Probing penetration depth and residual loss anisotropy of high-T_c superconducting UTe₂

The recent discovery of unconventional superconductivity in UTe₂ has motivated careful studies of the electrodynamic properties of single crystals of this material [PRB 100, 220504 (2019); Nat. Comms 12:2644 (2021); arXiv:2105.13721]. The magnetic penetration depth shows a power-law temperature dependence at low temperatures in the superconducting state. The microwave losses show a large residual value, and its origin may be due to surface states of potentially intrinsic character. We extend the electrodynamics measurements to a new generation of UTe₂ crystals and extract the complex surface impedance Z_s and complex conductivity σ=σ₁-iσ₂ as a function of temperature from 100 mK to 20 K, over 5-12 GHz. Recent studies [PRB 106, L060505, (2022)] indicate that the normal state and superconducting properties of UTe₂ are anisotropic. We extend the cavity perturbation measurements to multiple resonant modes, each of which excites microwave currents in different crystallographic directions. This allows extraction of the anisotropic electrodynamic properties as a function of temperature, including the anisotropic magnitude of the screening length. We find that the penetration depth in new generation crystals (T_c=1.95 K) shows a robust power-law temperature dependence at low temperatures for currents in all directions, with exponents near 2, similar to the previous generation of UTe₂ crystals. Substantial residual resistance is seen in all UTe₂ crystals (old and new generation) and modes. This is expected for nodal superconductors, but it appears to be stronger than expected for point nodes alone.
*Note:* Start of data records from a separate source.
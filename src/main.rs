use mealscan::{app, state::AppState};

#[tokio::main]
async fn main() -> anyhow::Result<()> {
    dotenvy::dotenv().ok();

    let env_filter = std::env::var("RUST_LOG")
        .unwrap_or_else(|_| "mealscan=debug,axum=info,tower_http=info,sqlx=warn".to_string());
    let json_logs = std::env::var("LOG_FORMAT")
        .map(|v| v == "json")
        .unwrap_or(false);

    if json_logs {
        tracing_subscriber::fmt()
            .with_env_filter(env_filter)
            .with_target(false)
            .json()
            .init();
    } else {
        tracing_subscriber::fmt().with_env_filter(env_filter).init();
    }

    let state = AppState::init().await?;

    if let Err(e) = sqlx::migrate!("./migrations").run(&state.db).await {
        tracing::warn!(error = %e, "migration failed; continuing");
    }

    app::serve(app::build_app(state)).await
}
Our results are generally consistent with predictions of direction-independent power-law temperature dependence of the penetration depth in a generic topological superconductor having Weyl nodes and surface states [PRL 124, 067001 (2020)]. The results are also generally consistent with enhanced losses associated with the recently proposed topological anomalous skin effect [PRB 103, 104517 (2021)]. We will discuss the electrodynamic properties of the super- and normal-fluids in UTe₂ in light of this new data, and other measurements, as well as ongoing efforts to understand this unique material.